Deerhunter – Fading Frontier (Recensione)

Deerhunter – Fading Frontier (Recensione)

2017-11-08T17:15:44+00:0011 Novembre 2015|


Deerhunter Fading frontier
Bradford Cox e compagni ritornano con il loro album piu' accessibile e melodico: il coronamento di una carriera ormai decennale, tra neo-psichedelia e ispirate parentesi shoegaze.

8,5/10


Uscita: 16 ottobre 2015
4AD Records
Compralo su Amazon: Audio CD

 

Questo è il settimo album in 10 anni per i Deerhunter: numeri che sicuramente sorprendono, ancor di più se si nota l’elevato livello che Bradford Cox e compagni sono riusciti a mantenere in quasi tutti i loro lavori. Questo Fading Frontier, molto atteso da tutta la critica, rappresenta sicuramente una delle uscite più importanti dell’anno: mai come questa volta tutti gli occhi sono puntati sulla band, che ultimamente ha fatto parlare di sé anche per alcuni atteggiamenti "particolari" tenuti sul palco.

Per iniziare a parlare di questo lavoro è d’obbligo fare riferimento al grave incidente in auto che ha coinvolto Cox nel dicembre del 2014 e alla lunga convalescenza che si è rilevata un momento di riflessione e di ricerche introspettive. Per il cantante, già colpito fin dalla nascita da una brutta malattia genetica, la sindrome di Marfan, Fading Frontier rappresenta quindi un'esplorazione del suo inconscio, una nave che spiega le vele e naviga nel profondo dell'anima. 

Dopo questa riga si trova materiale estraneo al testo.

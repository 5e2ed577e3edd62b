//! Optimization Rule - Boolean Simplification
//!
//! Goal: preposition for following actions.
//!
//! Rewrites boolean expressions into forms other strategies can act on,
//! chiefly long AND chains which predicate pushdown can split and move:
//!
//! - De Morgan, binary and n-ary: `NOT (A OR B OR ...)` becomes
//!   `(NOT A) AND (NOT B) AND ...`
//! - De Morgan for IN lists: `NOT (col IN (a, b))` becomes
//!   `col != a AND col != b`
//! - Inversion: `NOT (A = B)` becomes `A != B`, via the closed table
//! - Double negation: `NOT NOT A` becomes `A`
//! - `A AND TRUE` => `A`, `A AND FALSE` => `FALSE`, `A OR TRUE` => `TRUE`,
//!   `A OR FALSE` => `A`
//! - AND chains longer than two are flattened with literal duplicates
//!   (same expression id) removed

use crate::errors::Result;
use crate::expression::{CompareOp, Node, NodeType};
use crate::optimizer::{get_nodes_of_type, OptimizationStrategy, OptimizerContext};
use crate::plan::{LogicalPlan, LogicalPlanNode, LogicalPlanStepType};
use crate::statistics::QueryStatistics;
use crate::value::Value;

pub struct BooleanSimplificationStrategy {
    statistics: QueryStatistics,
}

impl BooleanSimplificationStrategy {
    pub fn new(statistics: QueryStatistics) -> Self {
        BooleanSimplificationStrategy { statistics }
    }
}

fn flatten_chain(node: Node, node_type: NodeType, out: &mut Vec<Node>) {
    if node.node_type == node_type {
        if let Some(left) = node.left {
            flatten_chain(*left, node_type, out);
        }
        if let Some(right) = node.right {
            flatten_chain(*right, node_type, out);
        }
    } else {
        out.push(node);
    }
}

fn rebuild_and_chain(mut conditions: Vec<Node>) -> Node {
    let mut result = conditions.remove(0);
    for condition in conditions {
        result = Node::and(result, condition);
    }
    result
}

pub fn update_expression_tree(node: Node, statistics: &QueryStatistics) -> Node {
    // break out of nests
    if node.node_type == NodeType::Nested {
        if let Some(inner) = node.centre {
            return update_expression_tree(*inner, statistics);
        }
        return node;
    }

    if node.node_type == NodeType::Not {
        let Some(mut centre) = node.centre.clone().map(|c| *c) else {
            return node;
        };
        if centre.node_type == NodeType::Nested {
            if let Some(inner) = centre.centre {
                centre = *inner;
            }
        }

        // NOT (A OR B OR ...) => (NOT A) AND (NOT B) AND ...
        if centre.node_type == NodeType::Or {
            let mut or_conditions = Vec::new();
            flatten_chain(centre.clone(), NodeType::Or, &mut or_conditions);
            if or_conditions.len() >= 2 {
                if or_conditions.len() > 2 {
                    statistics.increment("optimization_boolean_rewrite_demorgan_nary", 1);
                } else {
                    statistics.increment("optimization_boolean_rewrite_demorgan", 1);
                }
                let negated: Vec<Node> = or_conditions.into_iter().map(Node::not).collect();
                return update_expression_tree(rebuild_and_chain(negated), statistics);
            }
        }

        // NOT (A = B) => A != B
        if let Some(op) = centre.value.as_comparison() {
            if let Some(inverse) = op.inverse() {
                statistics.increment("optimization_boolean_rewrite_inversion", 1);
                let mut inverted = centre;
                inverted.value = crate::expression::NodeValue::Comparison(inverse);
                return update_expression_tree(inverted, statistics);
            }

            // NOT (col IN (a, b, ...)) => col != a AND col != b AND ...
            if op == CompareOp::InList {
                if let Some(Value::Array(items)) = centre
                    .right
                    .as_ref()
                    .and_then(|r| r.value.as_literal())
                    .cloned()
                {
                    if items.len() > 1 {
                        if let Some(column) = centre.left.clone().map(|l| *l) {
                            statistics.increment(
                                "optimization_boolean_rewrite_demorgan_in_expansion",
                                1,
                            );
                            let predicates: Vec<Node> = items
                                .into_iter()
                                .map(|item| {
                                    Node::comparison(
                                        CompareOp::NotEq,
                                        column.clone(),
                                        Node::literal(item),
                                    )
                                })
                                .collect();
                            return update_expression_tree(
                                rebuild_and_chain(predicates),
                                statistics,
                            );
                        }
                    }
                }
            }
        }

        // NOT (NOT A) => A
        if centre.node_type == NodeType::Not {
            statistics.increment("optimization_boolean_rewrite_double_not", 1);
            if let Some(inner) = centre.centre {
                return update_expression_tree(*inner, statistics);
            }
        }
    }

    // traverse the expression tree
    let mut node = node;
    node.left = node
        .left
        .map(|n| Box::new(update_expression_tree(*n, statistics)));
    node.centre = node
        .centre
        .map(|n| Box::new(update_expression_tree(*n, statistics)));
    node.right = node
        .right
        .map(|n| Box::new(update_expression_tree(*n, statistics)));
    node.parameters = node
        .parameters
        .into_iter()
        .map(|p| update_expression_tree(p, statistics))
        .collect();

    if node.node_type == NodeType::And {
        if let (Some(left), Some(right)) = (node.left.clone(), node.right.clone()) {
            if right.is_literal_true() {
                statistics.increment("optimization_boolean_rewrite_and_true", 1);
                return *left;
            }
            if left.is_literal_true() {
                statistics.increment("optimization_boolean_rewrite_and_true", 1);
                return *right;
            }
            if right.is_literal_false() {
                statistics.increment("optimization_boolean_rewrite_and_false", 1);
                return *right;
            }
            if left.is_literal_false() {
                statistics.increment("optimization_boolean_rewrite_and_false", 1);
                return *left;
            }
        }

        // flatten chains longer than two, removing duplicate conjuncts
        let mut conditions = Vec::new();
        flatten_chain(node.clone(), NodeType::And, &mut conditions);
        if conditions.len() > 2 {
            let mut unique: Vec<Node> = Vec::new();
            for condition in conditions.iter() {
                if unique.iter().any(|existing| existing.uuid == condition.uuid) {
                    statistics.increment("optimization_boolean_rewrite_and_redundant", 1);
                } else {
                    unique.push(condition.clone());
                }
            }
            if unique.len() < conditions.len() || unique.len() > 2 {
                statistics.increment("optimization_boolean_rewrite_and_flatten", 1);
                return rebuild_and_chain(unique);
            }
        }
    }

    node
}

impl OptimizationStrategy for BooleanSimplificationStrategy {
    fn name(&self) -> &'static str {
        "BooleanSimplification"
    }

    fn visit(&self, node: &LogicalPlanNode, context: &mut OptimizerContext) -> Result<()> {
        if node.step == LogicalPlanStepType::Filter {
            let mut node = node.clone();
            if let Some(condition) = node.condition.take() {
                node.condition = Some(update_expression_tree(condition, &self.statistics));
            }
            context.optimized_plan.add_node(context.node_id.clone(), node);
        }
        Ok(())
    }

    fn should_i_run(&self, plan: &LogicalPlan) -> bool {
        !get_nodes_of_type(plan, &[LogicalPlanStepType::Filter]).is_empty()
    }
}

#[cfg(test)]
mod tests {
    use super::*;
    use crate::schema::SchemaColumn;
    use crate::value::ValueType;

    fn id_column() -> Node {
        Node::bound_identifier(SchemaColumn::new("id", ValueType::Integer))
    }

    #[test]
    fn not_over_or_becomes_and_of_nots() {
        // NOT (id = 9 OR id = 8) => id != 9 AND id != 8
        let expr = Node::not(Node::or(
            Node::comparison(CompareOp::Eq, id_column(), Node::literal(Value::Integer(9))),
            Node::comparison(CompareOp::Eq, id_column(), Node::literal(Value::Integer(8))),
        ));
        let rewritten = update_expression_tree(expr, &QueryStatistics::new());
        assert_eq!(rewritten.node_type, NodeType::And);
        let left = rewritten.left.expect("AND left");
        let right = rewritten.right.expect("AND right");
        assert_eq!(left.value.as_comparison(), Some(CompareOp::NotEq));
        assert_eq!(right.value.as_comparison(), Some(CompareOp::NotEq));
    }

    #[test]
    fn double_negation_cancels() {
        let inner = Node::comparison(CompareOp::Gt, id_column(), Node::literal(Value::Integer(1)));
        let expr = Node::not(Node::not(inner.clone()));
        let rewritten = update_expression_tree(expr, &QueryStatistics::new());
        assert_eq!(rewritten.value.as_comparison(), Some(CompareOp::Gt));
    }

    #[test]
    fn not_in_list_expands() {
        let expr = Node::not(Node::comparison(
            CompareOp::InList,
            id_column(),
            Node::literal(Value::Array(vec![
                Value::Integer(1),
                Value::Integer(2),
                Value::Integer(3),
            ])),
        ));
        let rewritten = update_expression_tree(expr, &QueryStatistics::new());
        let mut conjuncts = Vec::new();
        flatten_chain(rewritten, NodeType::And, &mut conjuncts);
        assert_eq!(conjuncts.len(), 3);
        assert!(conjuncts
            .iter()
            .all(|c| c.value.as_comparison() == Some(CompareOp::NotEq)));
    }

    #[test]
    fn duplicate_conjuncts_removed_from_long_chains() {
        let a = Node::comparison(CompareOp::Gt, id_column(), Node::literal(Value::Integer(1)));
        let b = Node::comparison(CompareOp::Lt, id_column(), Node::literal(Value::Integer(9)));
        let chain = Node::and(Node::and(a.clone(), b), a.clone());
        let rewritten = update_expression_tree(chain, &QueryStatistics::new());
        let mut conjuncts = Vec::new();
        flatten_chain(rewritten, NodeType::And, &mut conjuncts);
        assert_eq!(conjuncts.len(), 2);
    }

    #[test]
    fn and_true_is_identity() {
        let a = Node::comparison(CompareOp::Gt, id_column(), Node::literal(Value::Integer(1)));
        let expr = Node::and(a.clone(), Node::literal(Value::Boolean(true)));
        let rewritten = update_expression_tree(expr, &QueryStatistics::new());
        assert_eq!(rewritten.uuid, a.uuid);
    }
}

Al primo impatto ci si accorge subito di come questo disco suoni in maniera assai diversa dai precedenti lavori: dopo l’enorme successo avuto con Monomania (2013) i Deerhunter hanno deciso di cambiare. Restano nell’armadio tutti quei suoni lo-fi e quelle distorsioni che sono stati il loro cavallo di battaglia, mentre viene invece esaltata quella vena psichedelica che già avevano mostrato in passato. I suoni sono più puliti e melodici, accompagnati da riff di chitarra leggeri e delicati, in un mix perfetto tra la neo-psichedelia dei Tame Impala, lo shoegaze e l’originalità per cui si sono sempre distinti.

L’album comincia con una sfuggente All the Same che ci butta letteralmente in quello che è il nuovo mondo della band, fatto di synth, riff di chitarra e suoni melodici. Insieme a tutto questo riusciamo a percepire quella malinconia di fondo che caratterizza tutto l’album, e che contraddistingue anche la successiva I’m Living My Life: una ballata a modo suo, un'affermazione semplice ma che dice molto, quasi un dolce grido rivolto alla società.

Poi arriva la spaventosa tripletta: Breaker, Duplex Planet e Take Care, semplicemente i pezzi più belli dell’album. In questi tre brani si racchiude tutto ciò che sono i Deerhunter: i primi due ricordano Monomania, tra giri di chitarra psichedelici che però si adattano alla nuova faccia della band; poi però arriva Take Care, ed è un vero capolavoro di musica neopsichedelica. Il pezzo migliore dell’album, il più intimo ed emotivo. Semplice, essenziale e soprattutto diretto: Cox sembra sussurrare sul sound fatto di synth e chitarre un po’ smielate.

Si giune poi alla funky Snakeskin, pezzo molto ritmato, sul quale è impossibile non muovere la testa. Qui Cox si lascia andare, riprende un sound di base un po’ grunge e lo tinge di melodia. A seguire segnaliamo Ad Astra, la canzone che decreta la cristallina bellezza di questo lavoro: a suo modo shoegaze, è la canzone che maggiormente mette in luce il loro cambiamento. Potrebbe sembrare un pezzo degli ultimi Tame Impala, anche loro in grado di "cambiare pelle" quest'anno con l'acclamato Currents. Similitudini forti ma che i Deerhunter si meritano perché questo oltre a essere il loro migliore lavoro è anche un gran capolavoro.


Vi ricordiamo che la band è in Italia in questi giorni per due date live: domani sera al Magnolia di Segrate (MI) e venerdì al Bronson di Madonna dell'Albero, in provincia di Ravenna.